--- Provided data Enclosed Below ---

//! Scripted simulator driven by recorded frames.
//!
//! Each call to `step` advances to the next [`ReplayFrame`]; the episode is
//! done once the last frame is reached. Used to exercise the harness without
//! an external simulator process, and to inject telemetry or backend
//! failures at chosen steps.

use std::collections::{BTreeMap, BTreeSet};
use std::sync::atomic::{AtomicUsize, Ordering};
use std::sync::Arc;

use super::connection::{ConnectionState, SimulatorConnection};
use super::environment::{Environment, PhaseAction, RawStep, ResetOutput, StepInfo};
use super::error::SimulatorError;
use crate::telemetry::{TelemetryError, VehicleTelemetry};
use crate::VehicleId;

/// Simulator state at one recorded step.
#[derive(Debug, Clone, Default, PartialEq)]
pub struct ReplayFrame {
    pub sim_time: f64,
    pub vehicles: Vec<VehicleTelemetry>,
    pub lane_waits: Vec<f64>,
    pub halting: BTreeMap<String, u32>,
    /// Vehicles on the network plus pending insertions. Defaults to the
    /// number of vehicles on the network.
    pub expected: Option<u32>,
}

impl ReplayFrame {
    pub fn new(sim_time: f64) -> Self {
        Self {
            sim_time,
            ..Self::default()
        }
    }

    pub fn vehicle(mut self, vehicle: VehicleTelemetry) -> Self {
        self.vehicles.push(vehicle);
        self
    }

    pub fn lanes(mut self, lane_waits: Vec<f64>) -> Self {
        self.lane_waits = lane_waits;
        self
    }

    pub fn halting(mut self, edge_id: impl Into<String>, count: u32) -> Self {
        self.halting.insert(edge_id.into(), count);
        self
    }

    pub fn expected(mut self, count: u32) -> Self {
        self.expected = Some(count);
        self
    }

    fn find(&self, id: &str) -> Result<&VehicleTelemetry, TelemetryError> {
        self.vehicles
            .iter()
            .find(|v| v.id == id)
            .ok_or_else(|| TelemetryError::UnknownVehicle(id.to_string()))
    }
}

/// Tuple shape the replay simulator reports from `step`.
#[derive(Debug, Clone, Copy, PartialEq, Eq, Default)]
pub enum StepShape {
    #[default]
    Legacy,
    Split,
}

/// Counts how many times a [`ReplaySimulator`] was closed, observable after
/// the simulator has been moved into a session.
#[derive(Debug, Clone, Default)]
pub struct CloseCounter(Arc<AtomicUsize>);

impl CloseCounter {
    pub fn count(&self) -> usize {
        self.0.load(Ordering::SeqCst)
    }
}

/// Frame-by-frame scripted simulator.
#[derive(Debug)]
pub struct ReplaySimulator {
    frames: Vec<ReplayFrame>,
    cursor: usize,
    steps_taken: u64,
    state: ConnectionState,
    shape: StepShape,
    reset_with_info: bool,
    telemetry_failures: BTreeSet<u64>,
    fail_step_at: Option<u64>,
    actions: Vec<PhaseAction>,
    closes: CloseCounter,
}

impl ReplaySimulator {
    pub fn new(frames: Vec<ReplayFrame>) -> Self {
        Self {
            frames,
            cursor: 0,
            steps_taken: 0,
            state: ConnectionState::NotStarted,
            shape: StepShape::default(),
            reset_with_info: false,
            telemetry_failures: BTreeSet::new(),
            fail_step_at: None,
            actions: Vec::new(),
            closes: CloseCounter::default(),
        }
    }

    pub fn with_shape(mut self, shape: StepShape) -> Self {
        self.shape = shape;
        self
    }

    /// Makes `reset` return `(observation, info)` instead of a bare observation.
    pub fn with_reset_info(mut self) -> Self {
        self.reset_with_info = true;
        self
    }

    /// Vehicle queries fail with [`TelemetryError::Unavailable`] after the
    /// given step (1-based). Lane queries keep working.
    pub fn fail_telemetry_at(mut self, step: u64) -> Self {
        self.telemetry_failures.insert(step);
        self
    }

    /// The given step (1-based) fails with a backend error.
    pub fn fail_step_at(mut self, step: u64) -> Self {
        self.fail_step_at = Some(step);
        self
    }

    pub fn close_counter(&self) -> CloseCounter {
        self.closes.clone()
    }

    /// Actions received since the last reset.
    pub fn actions(&self) -> &[PhaseAction] {
        &self.actions
    }

    fn frame(&self) -> Result<&ReplayFrame, TelemetryError> {
        if self.state != ConnectionState::Running {
            return Err(TelemetryError::Unavailable(format!(
                "replay connection is {}",
                self.state
            )));
        }
        self.frames
            .get(self.cursor)
            .ok_or_else(|| TelemetryError::Unavailable("no frame loaded".into()))
    }

    fn vehicle_frame(&self) -> Result<&ReplayFrame, TelemetryError> {
        if self.telemetry_failures.contains(&self.steps_taken) {
            return Err(TelemetryError::Unavailable(format!(
                "injected failure at step {}",
                self.steps_taken
            )));
        }
        self.frame()
    }

    fn observation(&self) -> Vec<f64> {
        self.frames
            .get(self.cursor)
            .map(|f| f.lane_waits.clone())
            .unwrap_or_default()
    }
}

impl SimulatorConnection for ReplaySimulator {
    fn state(&self) -> ConnectionState {
        self.state
    }

    fn sim_time(&self) -> Result<f64, TelemetryError> {
        Ok(self.frame()?.sim_time)
    }

    fn vehicle_ids(&self) -> Result<Vec<VehicleId>, TelemetryError> {
        Ok(self
            .vehicle_frame()?
            .vehicles
            .iter()
            .map(|v| v.id.clone())
            .collect())
    }

    fn vehicle_waiting_time(&self, id: &str) -> Result<f64, TelemetryError> {
        Ok(self.vehicle_frame()?.find(id)?.waiting_time)
    }

    fn vehicle_speed(&self, id: &str) -> Result<f64, TelemetryError> {
        Ok(self.vehicle_frame()?.find(id)?.speed)
    }

    fn vehicle_type(&self, id: &str) -> Result<String, TelemetryError> {
        Ok(self.vehicle_frame()?.find(id)?.type_id.clone())
    }

    fn lane_accumulated_waits(&self) -> Result<Vec<f64>, TelemetryError> {
        Ok(self.frame()?.lane_waits.clone())
    }

    fn edge_halting_number(&self, edge_id: &str) -> Result<u32, TelemetryError> {
        Ok(self.frame()?.halting.get(edge_id).copied().unwrap_or(0))
    }

    fn min_expected_vehicles(&self) -> Result<u32, TelemetryError> {
        let frame = self.frame()?;
        Ok(frame.expected.unwrap_or(frame.vehicles.len() as u32))
    }
}

impl Environment for ReplaySimulator {
    type Connection = Self;

    fn reset(&mut self) -> Result<ResetOutput, SimulatorError> {
        if self.frames.is_empty() {
            return Err(SimulatorError::Backend("replay has no frames".into()));
        }
        self.state = ConnectionState::Running;
        self.cursor = 0;
        self.steps_taken = 0;
        self.actions.clear();

        let observation = self.observation();
        Ok(if self.reset_with_info {
            ResetOutput::WithInfo(observation, StepInfo::new())
        } else {
            ResetOutput::Observation(observation)
        })
    }

    fn step(&mut self, action: PhaseAction) -> Result<RawStep, SimulatorError> {
        if self.state != ConnectionState::Running {
            return Err(SimulatorError::NotRunning(self.state));
        }
        self.steps_taken += 1;
        if self.fail_step_at == Some(self.steps_taken) {
            return Err(SimulatorError::Backend(format!(
                "injected failure at step {}",
                self.steps_taken
            )));
        }
        self.actions.push(action);

        let last = self.frames.len() - 1;
        self.cursor = (self.cursor + 1).min(last);
        let done = self.cursor == last;

        let observation = self.observation();
        let reward = -observation.iter().sum::<f64>();
        let mut info = StepInfo::new();
        info.insert("step".into(), self.steps_taken as f64);

        Ok(match self.shape {
            StepShape::Legacy => RawStep::Legacy {
                observation,
                reward,
                done,
                info,
            },
            StepShape::Split => RawStep::Split {
                observation,
                reward,
                terminated: false,
                truncated: done,
                info,
            },
        })
    }

    fn connection(&self) -> &Self::Connection {
        self
    }

    fn close(&mut self) {
        self.state = ConnectionState::Closed;
        self.closes.0.fetch_add(1, Ordering::SeqCst);
    }
}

--- End of Enclosed Provided data ---

:: Brief ::
Take from the entries every line that has the string "PartialEq".

:: Solution to this problem ::
#[derive(Debug, Clone, Default, PartialEq)]
#[derive(Debug, Clone, Copy, PartialEq, Eq, Default)]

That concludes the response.